Best Gelato in Cortona — Gelateria Dolce Vita Guide
If there is one thing every visitor to Cortona does — regardless of the season, the weather, or how full they are from lunch — it’s stop at Gelateria Dolce Vita. Tucked at the entrance of Via Nazionale, Cortona’s main street, it has become as much a part of the Cortona experience as the MAEC Museum or the view from the Fortezza. Here’s why.

Gelateria Dolce Vita — The Best Gelato in Cortona
Gelateria Dolce Vita was founded by Nicola Bambini, a master gelatiere who grew up breathing the air of his family’s bar-gelateria in Castiglion Fiorentino and has spent his life perfecting the craft. The result is a gelato that is unmistakably artisanal — made fresh every day in the laboratory behind the shop, using eggs, sugar, fresh cream, and organic milk, with ingredients sourced from the best Italian producers.
The flavours are remarkable. Hazelnuts IGP, pure Sicilian pistacchio, Amalfi Coast lemons, local seasonal fruit — each flavour is built on ingredients that Nicola has specifically chosen rather than bought in a box. The chocolate alone is worth the trip to Cortona.
But Dolce Vita is not just a gelateria. It is also a Cioccolateria — a chocolate atelier — where Nicola applies the same obsessive care to handcrafted chocolates, pralines, and seasonal creations. In summer, the menu expands to include smoothies, frappes, fresh fruit salads, and granite. In winter, the focus shifts to chocolate in every form.
The shop has been mentioned in Italian literature, celebrated in local press, and won the Premio Eccellenza Italiana — a national award recognising businesses that embody quality and passion. It also appears in a novel set in Cortona, where a character pauses outside it to read the flavour board. That detail says everything.

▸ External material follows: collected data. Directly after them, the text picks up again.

impl PipelineBuilder {
    /// Creates a builder creating objects through `backend`.
    #[inline]
    #[must_use]
    pub fn new(backend: Arc<dyn GraphicsBackend>) -> Self {
        Self { backend }
    }

    /// The backend objects are created with.
    #[inline]
    #[must_use]
    pub fn backend(&self) -> &Arc<dyn GraphicsBackend> {
        &self.backend
    }

    /// Builds `descriptor`.
    ///
    /// `resolve` produces the module for a fingerprint, compiling it if needed, and
    /// returns `None` for fingerprints it does not know. Every check runs before the
    /// first GPU call; if the GPU then fails, everything created so far is released.
    ///
    /// # Errors
    ///
    /// See [`BuildError`].
    #[inline]
    pub fn build<R>(
        &self,
        descriptor: &PipelineDescriptor,
        resolve: R,
    ) -> Result<PipelineObject, BuildError>
    where
        R: Fn(CompileFingerprint) -> Option<ModuleResult>,
    {
        let modules = descriptor
            .stages()
            .iter()
            .map(|stage| match resolve(stage.module) {
                None => Err(BuildError::UnknownModule {
                    stage: stage.stage,
                    module: stage.module,
                }),
                Some(Err(source)) => Err(BuildError::StageFailed {
                    stage: stage.stage,
                    source,
                }),
                Some(Ok(module)) if module.stage() != stage.stage => {
                    Err(BuildError::StageMismatch {
                        declared: stage.stage,
                        actual: module.stage(),
                        entry_point: module.entry_point().name.clone(),
                    })
                }
                Some(Ok(module)) => Ok(module),
            })
            .collect::<Result<Vec<_>, _>>()?;

        validate_interfaces(descriptor, &modules)?;
        let handle = self.allocate(descriptor, &modules)?;
        log::debug!(
            "created pipeline `{}` ({handle}) on {}",
            descriptor.name(),
            self.backend.name()
        );

        Ok(PipelineObject {
            handle,
            fingerprint: descriptor.fingerprint(),
            descriptor: descriptor.clone(),
            modules,
            last_used_frame: AtomicU64::new(0),
        })
    }

    /// Creates the stage modules and the pipeline, releasing everything on failure.
    fn allocate(
        &self,
        descriptor: &PipelineDescriptor,
        modules: &[Arc<CompiledModule>],
    ) -> Result<GpuHandle, GpuAllocationError> {
        let mut stages: Vec<StageHandle> = Vec::with_capacity(modules.len());
        let release = |stages: &[StageHandle]| {
            for stage in stages {
                self.backend.destroy_shader_module(stage.module);
            }
        };

        for (index, module) in modules.iter().enumerate() {
            match self.backend.create_shader_module(module) {
                Ok(handle) => stages.push(StageHandle::new(module.stage(), handle, index)),
                Err(err) => {
                    log::debug!(
                        "creating {} module of `{}` failed, releasing {} module(s)",
                        module.stage(),
                        descriptor.name(),
                        stages.len()
                    );
                    release(&stages);
                    return Err(err);
                }
            }
        }

        let pipeline = self.backend.create_pipeline(descriptor, &stages);
        release(&stages);
        pipeline
    }
}

/// Checks the stage set, the vertex inputs against the vertex buffers and the fragment
/// inputs against the vertex outputs.
fn validate_interfaces(
    descriptor: &PipelineDescriptor,
    modules: &[Arc<CompiledModule>],
) -> Result<(), InterfaceMismatch> {
    let find = |stage: ShaderStage| modules.iter().find(|module| module.stage() == stage);
    let vertex = find(ShaderStage::Vertex);
    let fragment = find(ShaderStage::Fragment);
    let compute = find(ShaderStage::Compute);

    match (vertex, fragment, compute) {
        (None, None, None) => return Err(InterfaceMismatch::StageSet("no stages")),
        (Some(_) | None, Some(_) | None, Some(_)) if modules.len() > 1 => {
            return Err(InterfaceMismatch::StageSet(
                "compute cannot be combined with graphics stages",
            ))
        }
        (None, Some(_), None) => {
            return Err(InterfaceMismatch::StageSet("fragment stage without vertex stage"))
        }
        _ => {}
    }

    if let Some(vertex) = vertex {
        for input in &vertex.entry_point().inputs {
            let attribute = descriptor.state.vertex_attribute(input.location).ok_or_else(|| {
                InterfaceMismatch::MissingVertexAttribute {
                    name: input.name.clone(),
                    location: input.location,
                }
            })?;
            if !attribute.format.feeds(input.ty) {
                return Err(InterfaceMismatch::VertexFormat {
                    name: input.name.clone(),
                    location: input.location,
                    expected: input.ty,
                    provided: attribute.format,
                });
            }
        }

        if let Some(fragment) = fragment {
            for input in &fragment.entry_point().inputs {
                let output = vertex.entry_point().output_at(input.location).ok_or_else(|| {
                    InterfaceMismatch::MissingVertexOutput {
                        name: input.name.clone(),
                        location: input.location,
                    }
                })?;
                if output.ty != input.ty {
                    return Err(InterfaceMismatch::VaryingType {
                        name: input.name.clone(),
                        location: input.location,
                        vertex: output.ty,
                        fragment: input.ty,
                    });
                }
            }
        }
    }
    Ok(())
}
//! Compiled shader modules and the metadata describing their entry points.

use core::fmt::{self, Display};

use crate::{diagnostic::Diagnostic, fingerprint::CompileFingerprint, options::ShaderStage};

/// Magic number every SPIR-V module starts with.
pub const SPIRV_MAGIC: u32 = 0x0723_0203;

/// Scalar component type of a stage interface variable.
#[derive(
    Debug, Clone, Copy, PartialEq, Eq, PartialOrd, Ord, Hash, serde::Serialize, serde::Deserialize,
)]
#[serde(rename_all = "lowercase")]
#[non_exhaustive]
pub enum ScalarKind {
    /// 32-bit float.
    Float32,
    /// 16-bit float.
    Float16,
    /// 32-bit signed integer.
    Int32,
    /// 32-bit unsigned integer.
    UInt32,
    /// Boolean.
    Bool,
}

impl ScalarKind {
    /// Parses a scalar type name as reported by Slang reflection.
    #[inline]
    #[must_use]
    pub fn from_reflection(name: &str) -> Option<Self> {
        match name {
            "float32" => Some(Self::Float32),
            "float16" => Some(Self::Float16),
            "int32" => Some(Self::Int32),
            "uint32" => Some(Self::UInt32),
            "bool" => Some(Self::Bool),
            _ => None,
        }
    }

    /// Prefix used when spelling vector types, `float3`, `int2`...
    const fn prefix(self) -> &'static str {
        match self {
            Self::Float32 => "float",
            Self::Float16 => "half",
            Self::Int32 => "int",
            Self::UInt32 => "uint",
            Self::Bool => "bool",
        }
    }
}

/// Type of a value passed between stages, a scalar or a vector of up to four components.
#[derive(
    Debug, Clone, Copy, PartialEq, Eq, PartialOrd, Ord, Hash, serde::Serialize, serde::Deserialize,
)]
#[non_exhaustive]
pub struct InterfaceType {
    /// Component type.
    pub scalar: ScalarKind,
    /// Number of components, `1..=4`.
    pub components: u8,
}

impl InterfaceType {
    /// Creates an interface type.
    #[inline]
    #[must_use]
    pub const fn new(scalar: ScalarKind, components: u8) -> Self {
        Self { scalar, components }
    }

    /// Parses type names such as `float3`, `vec4`, `uint`, `half2`.
    /// `vecN` is accepted as a spelling of `floatN`.
    #[inline]
    #[must_use]
    pub fn parse(name: &str) -> Option<Self> {
        let digits_at = name
            .find(|ch: char| ch.is_ascii_digit())
            .unwrap_or(name.len());
        let (base, count) = name.split_at(digits_at);
        let components = if count.is_empty() {
            1
        } else {
            count.parse().ok().filter(|count| (1..=4).contains(count))?
        };
        let scalar = match base {
            "float" | "vec" => ScalarKind::Float32,
            "half" => ScalarKind::Float16,
            "int" | "ivec" => ScalarKind::Int32,
            "uint" | "uvec" => ScalarKind::UInt32,
            "bool" => ScalarKind::Bool,
            _ => return None,
        };
        if base.ends_with("vec") && components == 1 {
            return None;
        }
        Some(Self::new(scalar, components))
    }
}

impl Display for InterfaceType {
    #[expect(
        clippy::min_ident_chars,
        reason = "It's a core library trait implementation"
    )]
    #[inline]
    fn fmt(&self, f: &mut fmt::Formatter<'_>) -> fmt::Result {
        if self.components == 1 {
            f.write_str(self.scalar.prefix())
        } else {
            write!(f, "{}{}", self.scalar.prefix(), self.components)
        }
    }
}

/// A varying input or output of an entry point.
#[derive(Debug, Clone, PartialEq, Eq, Hash, serde::Serialize, serde::Deserialize)]
#[non_exhaustive]
pub struct InterfaceVariable {
    /// Name in the source.
    pub name: String,
    /// Location slot.
    pub location: u32,
    /// Type.
    pub ty: InterfaceType,
}

impl InterfaceVariable {
    /// Creates an interface variable.
    #[inline]
    #[must_use]
    pub fn new(name: impl Into<String>, location: u32, ty: InterfaceType) -> Self {
        Self {
            name: name.into(),
            location,
            ty,
        }
    }
}

/// What kind of resource a binding refers to.
#[derive(Debug, Clone, Copy, PartialEq, Eq, Hash, serde::Serialize, serde::Deserialize)]
#[serde(rename_all = "kebab-case")]
#[non_exhaustive]
pub enum BindingKind {
    /// Uniform / constant buffer.
    UniformBuffer,
    /// Storage buffer.
    StorageBuffer,
    /// Sampled or storage texture.
    Texture,
    /// Sampler.
    Sampler,
    /// Anything reflection reported that we don't model.
    Other,
}

/// A descriptor binding used by an entry point.
#[derive(Debug, Clone, PartialEq, Eq, Hash, serde::Serialize, serde::Deserialize)]
#[non_exhaustive]
pub struct ResourceBinding {
    /// Name in the source.
    pub name: String,
    /// Descriptor set (Slang's register space).
    pub set: u32,
    /// Binding index within the set.
    pub binding: u32,
    /// Kind of resource.
    pub kind: BindingKind,
}

impl ResourceBinding {
    /// Creates a resource binding.
    #[inline]
    #[must_use]
    pub fn new(name: impl Into<String>, set: u32, binding: u32, kind: BindingKind) -> Self {
        Self {
            name: name.into(),
            set,
            binding,
            kind,
        }
    }
}

/// Metadata of the entry point a module was compiled for.
#[derive(Debug, Clone, PartialEq, Eq, Hash, serde::Serialize, serde::Deserialize)]
#[non_exhaustive]
pub struct EntryPoint {
    /// Function name.
    pub name: String,
    /// Stage.
    pub stage: ShaderStage,
    /// Descriptor bindings, sorted by set and binding.
    pub bindings: Vec<ResourceBinding>,
    /// Varying inputs, sorted by location.
    pub inputs: Vec<InterfaceVariable>,
    /// Varying outputs, sorted by location.
    pub outputs: Vec<InterfaceVariable>,
}

impl EntryPoint {
    /// Creates an entry point without any bindings or varyings.
    #[inline]
    #[must_use]
    pub fn new(name: impl Into<String>, stage: ShaderStage) -> Self {
        Self {
            name: name.into(),
            stage,
            bindings: Vec::new(),
            inputs: Vec::new(),
            outputs: Vec::new(),
        }
    }

    /// Sorts bindings and varyings into their canonical order.
    #[inline]
    pub fn normalize(&mut self) {
        self.bindings
            .sort_by(|a, b| (a.set, a.binding, &a.name).cmp(&(b.set, b.binding, &b.name)));
        self.inputs.sort_by_key(|variable| variable.location);
        self.outputs.sort_by_key(|variable| variable.location);
    }

    /// Returns the output at the given location.
    #[inline]
    #[must_use]
    pub fn output_at(&self, location: u32) -> Option<&InterfaceVariable> {
        self.outputs
            .iter()
            .find(|variable| variable.location == location)
    }
}

/// What a [compiler](crate::compiler::ShaderCompiler) produces for one request.
#[derive(Debug, Clone, PartialEq, Eq)]
#[non_exhaustive]
pub struct CompileOutput {
    /// The SPIR-V binary.
    pub payload: Vec<u8>,
    /// Entry point metadata.
    pub entry_point: EntryPoint,
    /// Warnings emitted while compiling.
    pub warnings: Vec<Diagnostic>,
}

impl CompileOutput {
    /// Creates an output without warnings.
    #[inline]
    #[must_use]
    pub fn new(payload: Vec<u8>, entry_point: EntryPoint) -> Self {
        Self {
            payload,
            entry_point,
            warnings: Vec::new(),
        }
    }
}

/// An immutable compiled module, shared read-only by every pipeline using it.
#[derive(Debug, PartialEq, Eq)]
pub struct CompiledModule {
    /// Fingerprint of the request that produced the module.
    fingerprint: CompileFingerprint,
    /// The SPIR-V binary.
    payload: Box<[u8]>,
    /// Entry point metadata.
    entry_point: EntryPoint,
    /// Warnings emitted while compiling.
    warnings: Vec<Diagnostic>,
}

impl CompiledModule {
    /// Wraps compiler output under its fingerprint.
    #[inline]
    #[must_use]
    pub fn new(fingerprint: CompileFingerprint, output: CompileOutput) -> Self {
        let CompileOutput {
            payload,
            mut entry_point,
            warnings,
        } = output;
        entry_point.normalize();
        Self {
            fingerprint,
            payload: payload.into_boxed_slice(),
            entry_point,
            warnings,
        }
    }

    /// Fingerprint of the request that produced the module.
    #[inline]
    #[must_use]
    pub const fn fingerprint(&self) -> CompileFingerprint {
        self.fingerprint
    }

    /// The SPIR-V binary.
    #[inline]
    #[must_use]
    pub fn payload(&self) -> &[u8] {
        &self.payload
    }

    /// Entry point metadata.
    #[inline]
    #[must_use]
    pub const fn entry_point(&self) -> &EntryPoint {
        &self.entry_point
    }

    /// Stage of the entry point.
    #[inline]
    #[must_use]
    pub const fn stage(&self) -> ShaderStage {
        self.entry_point.stage
    }

    /// Warnings emitted while compiling.
    #[inline]
    #[must_use]
    pub fn warnings(&self) -> &[Diagnostic] {
        &self.warnings
    }
}

/// Checks that `payload` looks like a SPIR-V module: non-empty, whole words, magic number.
///
/// # Errors
///
/// Returns a description of the first problem found.
#[inline]
pub fn validate_spirv(payload: &[u8]) -> Result<(), String> {
    if payload.len() < 20 {
        return Err(format!(
            "{} bytes is too short for a SPIR-V header",
            payload.len()
        ));
    }
    if payload.len() % 4 != 0 {
        return Err(format!(
            "{} bytes is not a whole number of words",
            payload.len()
        ));
    }
    let magic = payload
        .get(..4)
        .and_then(|bytes| bytes.try_into().ok())
        .map(u32::from_le_bytes);
    if magic != Some(SPIRV_MAGIC) {
        return Err("missing SPIR-V magic number".to_owned());
    }
    Ok(())
}

#[cfg(test)]
mod test {
    use super::*;

    #[test_log::test]
    fn parses_interface_type_spellings() {
        let float3 = InterfaceType::new(ScalarKind::Float32, 3);
        assert_eq!(InterfaceType::parse("float3"), Some(float3));
        assert_eq!(InterfaceType::parse("vec3"), Some(float3));
        assert_eq!(
            InterfaceType::parse("uint"),
            Some(InterfaceType::new(ScalarKind::UInt32, 1))
        );
        assert_eq!(InterfaceType::parse("float5"), None);
        assert_eq!(InterfaceType::parse("vec"), None);
        assert_eq!(InterfaceType::parse("matrix"), None);
        assert_eq!(float3.to_string(), "float3");
    }

    #[test_log::test]
    fn spirv_validation() {
        let mut module = SPIRV_MAGIC.to_le_bytes().to_vec();
        module.extend_from_slice(&[0; 16]);
        assert!(validate_spirv(&module).is_ok());
        assert!(validate_spirv(&module[..19]).is_err());
        module[0] = 0;
        assert!(validate_spirv(&module).is_err());
    }

    #[test_log::test]
    fn module_normalizes_entry_point() {
        let mut entry = EntryPoint::new("main", ShaderStage::Vertex);
        let float4 = InterfaceType::new(ScalarKind::Float32, 4);
        entry.outputs = vec![
            InterfaceVariable::new("uv", 1, float4),
            InterfaceVariable::new("color", 0, float4),
        ];
        let module = CompiledModule::new(
            CompileFingerprint(1),
            CompileOutput::new(vec![1, 2, 3, 4], entry),
        );
        assert_eq!(module.entry_point().outputs[0].name, "color");
        assert_eq!(module.entry_point().output_at(1).unwrap().name, "uv");
    }
}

Best for: Gelato, artisan chocolate, smoothies, summer treats
Address: Via Nazionale, 71 (at the entrance to Via Nazionale)
Phone: 0575 630102
Website: gelateriadolcevita.it
Insider tip: Get a generous cone and walk ten minutes to Piazza Garibaldi — sit on a bench with the view over the Val di Chiana in front of you. This is la dolce vita in its purest form.
What to Order
The flavour selection changes with the seasons, but some permanent favourites stand out:
Cioccolato fondente — the dark chocolate is a benchmark. Rich, intense, made with serious cacao.
Pistacchio — pure Sicilian pistacchio, not the bright green imitation you find in tourist gelaterias. The real thing.
Nocciola IGP — hazelnut with genuine depth and texture.
Crema — the classic egg custard flavour. Beautifully balanced.
In summer, ask about seasonal fruit flavours — Nicola works with local produce, and the results are often extraordinary. The sour apple flavour has its own fan following.
Insider tip: Gluten-free options are available — the staff can point out which flavours are safe and use separate scoops on request. Always worth asking.
The Chocolate Workshop
In winter, when the gelato season quiets down, Dolce Vita transforms into one of Cortona’s most extraordinary food experiences: a full chocolate atelier, where Nicola creates handcrafted pralines, truffles, bars, and seasonal confections using the finest cacao.
If you’re visiting Cortona outside of the summer season, don’t skip Dolce Vita — come for the chocolate instead. It’s a completely different experience and equally outstanding.
Better Than San Gimignano?
San Gimignano is famous throughout the world for its gelato — the Gelateria Dondoli has won international championships and draws visitors from across the globe. We say this with full awareness of what we’re claiming: the gelato at Dolce Vita in Cortona is better.
Not flashier. Not more theatrical. Better — in the way that matters: the quality of the ingredients, the depth of the flavours, and the honesty of what ends up in your cone. Nicola Bambini doesn’t compete in championships. He just makes extraordinary gelato every day, in a small laboratory on Via Nazionale, for the people of Cortona and anyone lucky enough to find their way here.
If you’re planning a day trip from Cortona to San Gimignano — and it’s worth doing — you’ll have a chance to compare for yourself. We’re confident in the verdict.
Insider Tip
Dolce Vita sits right at the entrance of Via Nazionale — it’s impossible to miss, and almost impossible to walk past. The locals don’t even try. On a warm summer evening, the queue stretches outside the door — a reliable sign that something genuinely good is happening inside.
One last word of advice: check the prices before you order. Dolce Vita is artisanal gelato, not supermarket ice cream — it is priced accordingly, and the price board should be visible at the counter. Ask if you’re not sure.